Amazon Monopoly Is Better than Free Market


Amazon’s monopoly in online retail got some attention recently. For years, Amazon restrains other online retailers with predatory pricing and covers its own losses with debt. The debt is cheap because the company enjoys a low-risk monopoly and can fix its profit margin anytime. But there’s no need to do so until lenders see this huge advantage.

That’s a bad thing about Amazon. A good thing about Amazon is that the company invests in new technologies and better service. Customers don’t have to stay 20 minutes on the line or worry about out-of-stock goods. Scale and scope of Amazon operations made this possible.

Online retail in Russia shows how the world without this kind of a monopolist looks like. Thousands of firms sell about the same stuff. Independent price search engines (of the kind Google tried to be) ensure competitive prices, hence, profit margins remain low. Low profit margins kill any chances for these small retailers to invest in service and inventories. Sellers economize on everything. In the end, customers buy stuff across dozens of shops with equally poor service and red tape, like entering all your personal information again and again.

An Amazon-type retailer isn’t emerging in Russia because the entry cost is already high and VC firms dislike investing in highly competitive markets. In turn, online retailers have no sources of capital to reach Amazon’s benefits of scale. “What about Walmart?” you may ask. It had emerged out of a competitive industry and became the largest company in the country.
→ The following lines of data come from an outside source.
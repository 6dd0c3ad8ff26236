//! TaskMesh CLI - Command line interface for the TaskMesh coordinator.

use std::collections::HashMap;

use clap::{Parser, Subcommand};
use serde::Serialize;

use taskmesh_client::{ClientConfig, CoordinatorClient};
use taskmesh_core::{
    CreateTaskRequest, Node, Priority, RegisterRequest, RegistrationId, Task, TaskStatus,
    UpdateTaskRequest,
};

/// TaskMesh CLI - coordinator management tool
#[derive(Parser)]
#[command(name = "taskmesh")]
#[command(about = "CLI for the TaskMesh coordinator", long_about = None)]
struct Cli {
    /// Coordinator address
    #[arg(short, long, env = "TASKMESH_URL", default_value = "http://127.0.0.1:7331")]
    addr: String,

    /// Bearer token
    #[arg(long, env = "TASKMESH_TOKEN")]
    token: Option<String>,

    /// Print raw JSON instead of tables
    #[arg(long)]
    json: bool,

    #[command(subcommand)]
    command: Commands,
}

#[derive(Subcommand)]
enum Commands {
    /// Check coordinator health
    Health,

    /// Show node and task counters
    Stats,

    /// Show agents, nodes and pending tasks of a repository
    State {
        /// Repository, e.g. acme/api
        repo: String,
    },

    /// List registered nodes
    Nodes {
        /// online, offline, draining or available
        #[arg(short, long)]
        status: Option<String>,

        /// Required label, key=value (repeatable)
        #[arg(short, long = "label", value_parser = parse_label)]
        labels: Vec<(String, String)>,
    },

    /// Register a node
    Register {
        /// Node ID
        node_id: String,

        #[arg(long)]
        hostname: String,

        #[arg(long, default_value = "1")]
        max_workers: u32,

        /// Label, key=value (repeatable)
        #[arg(short, long = "label", value_parser = parse_label)]
        labels: Vec<(String, String)>,
    },

    /// Remove a node registration
    Unregister {
        /// Registration ID returned by `register`
        registration_id: String,
    },

    /// List tasks
    #[command(name = "list-tasks")]
    ListTasks {
        #[arg(short, long)]
        status: Option<TaskStatus>,
    },

    /// List claimable tasks in priority order
    Pending {
        /// Required label, key=value (repeatable)
        #[arg(short, long = "label", value_parser = parse_label)]
        labels: Vec<(String, String)>,
    },

    /// Create a new task
    #[command(name = "create-task")]
    CreateTask {
        #[arg(short, long)]
        repo: String,

        #[arg(short, long)]
        description: String,

        #[arg(short, long)]
        priority: Option<Priority>,

        /// Label, key=value (repeatable)
        #[arg(short, long = "label", value_parser = parse_label)]
        labels: Vec<(String, String)>,
    },

    /// Get a task
    #[command(name = "get-task")]
    GetTask {
        /// Task ID
        id: String,
    },

    /// Claim a task for a worker
    Claim {
        /// Task ID
        id: String,

        #[arg(long)]
        registration_id: String,

        #[arg(long)]
        worker: String,
    },

    /// Move a task to a new status
    #[command(name = "update-task")]
    UpdateTask {
        /// Task ID
        id: String,

        status: TaskStatus,
    },

    /// Return a claimed or running task to the queue
    Release {
        /// Task ID
        id: String,
    },

    /// Delete a task
    #[command(name = "delete-task")]
    DeleteTask {
        /// Task ID
        id: String,
    },

    /// List agents
    Agents {
        #[arg(short, long)]
        repo: Option<String>,
    },
}

#[tokio::main]
async fn main() -> Result<(), Box<dyn std::error::Error>> {
    let cli = Cli::parse();

    let mut config = ClientConfig::new(cli.addr);
    if let Some(token) = cli.token {
        config = config.with_token(token);
    }
    let client = CoordinatorClient::new(config)?;
    let json = cli.json;

    match cli.command {
        Commands::Health => {
            let health = client.health().await?;
            if json {
                return print_json(&health);
            }
            println!(
                "{} (version {}, up {}s)",
                health.status, health.version, health.uptime_secs
            );
        }
        Commands::Stats => {
            let stats = client.stats().await?;
            if json {
                return print_json(&stats);
            }
            let (n, t) = (&stats.nodes, &stats.tasks);
            println!(
                "Nodes:  {} total, {} online, {} offline, {} draining, workers {}/{}",
                n.total, n.online, n.offline, n.draining, n.used_capacity, n.total_capacity
            );
            println!(
                "Tasks:  {} total, {} pending, {} claimed, {} running, {} completed, {} failed, {} orphaned",
                t.total, t.pending, t.claimed, t.running, t.completed, t.failed, t.orphaned
            );
            println!("Event subscribers: {}", stats.event_subscribers);
        }
        Commands::State { repo } => {
            let state = client.repo_state(&repo).await?;
            if json {
                return print_json(&state);
            }
            println!("Repository {}: {} pending tasks", state.repo, state.pending_tasks);
            print_nodes(&state.nodes);
            println!("Agents ({}):", state.agents.len());
            for agent in &state.agents {
                println!("  {:<24}  {:<12}", agent.name, agent.agent_type.as_str());
            }
        }
        Commands::Nodes { status, labels } => {
            let nodes = client
                .list_nodes(status.as_deref(), &labels.into_iter().collect())
                .await?;
            if json {
                return print_json(&nodes);
            }
            print_nodes(&nodes);
        }
        Commands::Register {
            node_id,
            hostname,
            max_workers,
            labels,
        } => {
            let mut req = RegisterRequest::new(node_id, hostname, max_workers);
            req.labels = labels.into_iter().collect::<HashMap<_, _>>();
            let resp = client.register_node(&req).await?;
            if json {
                return print_json(&resp);
            }
            println!("Registered:");
            println!("  Registration: {}", resp.registration_id);
            println!("  Heartbeat:    every {}s", resp.heartbeat_interval_secs);
        }
        Commands::Unregister { registration_id } => {
            let resp = client
                .unregister_node(&RegistrationId::new(registration_id))
                .await?;
            if json {
                return print_json(&resp);
            }
            println!("Node {} unregistered", resp.node_id);
        }
        Commands::ListTasks { status } => {
            let tasks = client.list_tasks(status).await?;
            if json {
                return print_json(&tasks);
            }
            print_tasks(&tasks);
        }
        Commands::Pending { labels } => {
            let tasks = client.pending_tasks(&labels.into_iter().collect()).await?;
            if json {
                return print_json(&tasks);
            }
            print_tasks(&tasks);
        }
        Commands::CreateTask {
            repo,
            description,
            priority,
            labels,
        } => {
            let mut req = CreateTaskRequest::new(repo, description);
            req.priority = priority;
            req.labels = labels.into_iter().collect();
            let task = client.create_task(&req).await?;
            if json {
                return print_json(&task);
            }
            println!("Task created:");
            print_task(&task);
        }
        Commands::GetTask { id } => {
            let task = client.get_task(&id.into()).await?;
            if json {
                return print_json(&task);
            }
            print_task(&task);
        }
        Commands::Claim {
            id,
            registration_id,
            worker,
        } => {
            let resp = client
                .claim_task(&id.into(), &registration_id.into(), &worker)
                .await?;
            if json {
                return print_json(&resp);
            }
            match (resp.claimed, resp.task) {
                (true, Some(task)) => {
                    println!("Task claimed:");
                    print_task(&task);
                }
                _ => println!(
                    "Not claimed: {}",
                    resp.error.as_deref().unwrap_or("unknown reason")
                ),
            }
        }
        Commands::UpdateTask { id, status } => {
            let task = client
                .update_task(&id.into(), &UpdateTaskRequest::status(status))
                .await?;
            if json {
                return print_json(&task);
            }
            println!("Task updated:");
            print_task(&task);
        }
        Commands::Release { id } => {
            let task = client.release_task(&id.into()).await?;
            if json {
                return print_json(&task);
            }
            println!("Task released:");
            print_task(&task);
        }
        Commands::DeleteTask { id } => {
            let task = client.delete_task(&id.into()).await?;
            if json {
                return print_json(&task);
            }
            println!("Task {} deleted", task.id);
        }
        Commands::Agents { repo } => {
            let agents = client.list_agents(repo.as_deref()).await?;
            if json {
                return print_json(&agents);
            }
            println!("Agents ({}):", agents.len());
            println!("{:<24}  {:<24}  {:<12}  {}", "REPO", "NAME", "TYPE", "STATUS");
            println!("{}", "-".repeat(80));
            for agent in agents {
                println!(
                    "{:<24}  {:<24}  {:<12}  {:?}",
                    agent.repo, agent.name, agent.agent_type.as_str(), agent.status
                );
            }
        }
    }

    Ok(())
}

fn parse_label(s: &str) -> Result<(String, String), String> {
    match s.split_once('=') {
        Some((k, v)) if !k.is_empty() => Ok((k.to_string(), v.to_string())),
        _ => Err(format!("expected key=value, got '{s}'")),
    }
}

fn print_json<T: Serialize>(value: &T) -> Result<(), Box<dyn std::error::Error>> {
    println!("{}", serde_json::to_string_pretty(value)?);
    Ok(())
}

fn print_nodes(nodes: &[Node]) {
    println!("Nodes ({}):", nodes.len());
    println!("{:<24}  {:<10}  {:<8}  {}", "ID", "STATUS", "WORKERS", "LAST SEEN");
    println!("{}", "-".repeat(80));
    for node in nodes {
        let workers = format!(
            "{}/{}",
            node.capacity.current_workers, node.capacity.max_workers
        );
        println!(
            "{:<24}  {:<10}  {:<8}  {}",
            node.id.as_str(),
            node.status.as_str(),
            workers,
            format_timestamp(&node.last_seen)
        );
    }
}

fn print_tasks(tasks: &[Task]) {
    println!("Tasks ({}):", tasks.len());
    println!(
        "{:<36}  {:<10}  {:<8}  {:<20}  {}",
        "ID", "STATUS", "PRIORITY", "REPO", "CREATED"
    );
    println!("{}", "-".repeat(100));
    for task in tasks {
        println!(
            "{:<36}  {:<10}  {:<8}  {:<20}  {}",
            task.id.as_str(),
            task.status.as_str(),
            task.priority.as_str(),
            task.repo,
            format_timestamp(&task.created_at)
        );
    }
}

fn print_task(task: &Task) {
    println!("  ID:          {}", task.id);
    println!("  Repo:        {}", task.repo);
    println!("  Description: {}", task.description);
    println!("  Priority:    {}", task.priority);
    println!("  Status:      {}", task.status);
    println!("  Created:     {}", format_timestamp(&task.created_at));
    if let Some(claimed_by) = &task.claimed_by {
        println!("  Claimed by:  {claimed_by}");
    }
    if !task.labels.is_empty() {
        let mut labels: Vec<String> = task.labels.iter().map(|(k, v)| format!("{k}={v}")).collect();
        labels.sort();
        println!("  Labels:      {}", labels.join(", "));
    }
    if let Some(result) = &task.result {
        println!(
            "  Result:      {}",
            if result.success { "success" } else { "failure" }
        );
        if let Some(url) = &result.pr_url {
            println!("  PR:          {url}");
        }
        if let Some(error) = &result.error {
            println!("  Error:       {error}");
        }
    }
}

fn format_timestamp(ts: &chrono::DateTime<chrono::Utc>) -> String {
    ts.format("%Y-%m-%d %H:%M:%S").to_string()
}

#[cfg(test)]
mod tests {
    use super::*;
    use clap::CommandFactory;

    #[test]
    fn test_cli_definition() {
        Cli::command().debug_assert();
    }

    #[test]
    fn test_parse_label() {
        assert_eq!(
            parse_label("os=linux").unwrap(),
            ("os".to_string(), "linux".to_string())
        );
        assert_eq!(
            parse_label("zone=eu=west").unwrap(),
            ("zone".to_string(), "eu=west".to_string())
        );
        assert!(parse_label("nolabel").is_err());
        assert!(parse_label("=x").is_err());
    }

    #[test]
    fn test_parse_create_task() {
        let cli = Cli::try_parse_from([
            "taskmesh",
            "create-task",
            "--repo",
            "acme/api",
            "--description",
            "fix bug",
            "--priority",
            "high",
            "-l",
            "os=linux",
        ])
        .unwrap();
        match cli.command {
            Commands::CreateTask {
                repo,
                priority,
                labels,
                ..
            } => {
                assert_eq!(repo, "acme/api");
                assert_eq!(priority, Some(Priority::High));
                assert_eq!(labels, vec![("os".to_string(), "linux".to_string())]);
            }
            _ => panic!("wrong subcommand"),
        }
    }
}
It seems that Walmart appeared at the right moment. When Sam Walton opened his first shop, the United States invested heavily in new highways and railroads. Import of goods and interstate trade intensified. You need efficient logistics to keep prices down in this game. Walmart had it and became a monopolist in its segment. It entered international markets too late, as with Germany, and failed there.

Such technological revolutions rarely happen. But when they do—as with Walmart, Amazon, or Russian retailers—they shape the market for years. The sequence is important. You do want an Amazon-type monopolist to explore efficient practices in the beginning. Thousands of small firms don’t innovate like this, so low quality reigns the free market for years, which is a real loss. But after you have the monopolist that sets high standards, governments need to understand how to regulate it to revive competition.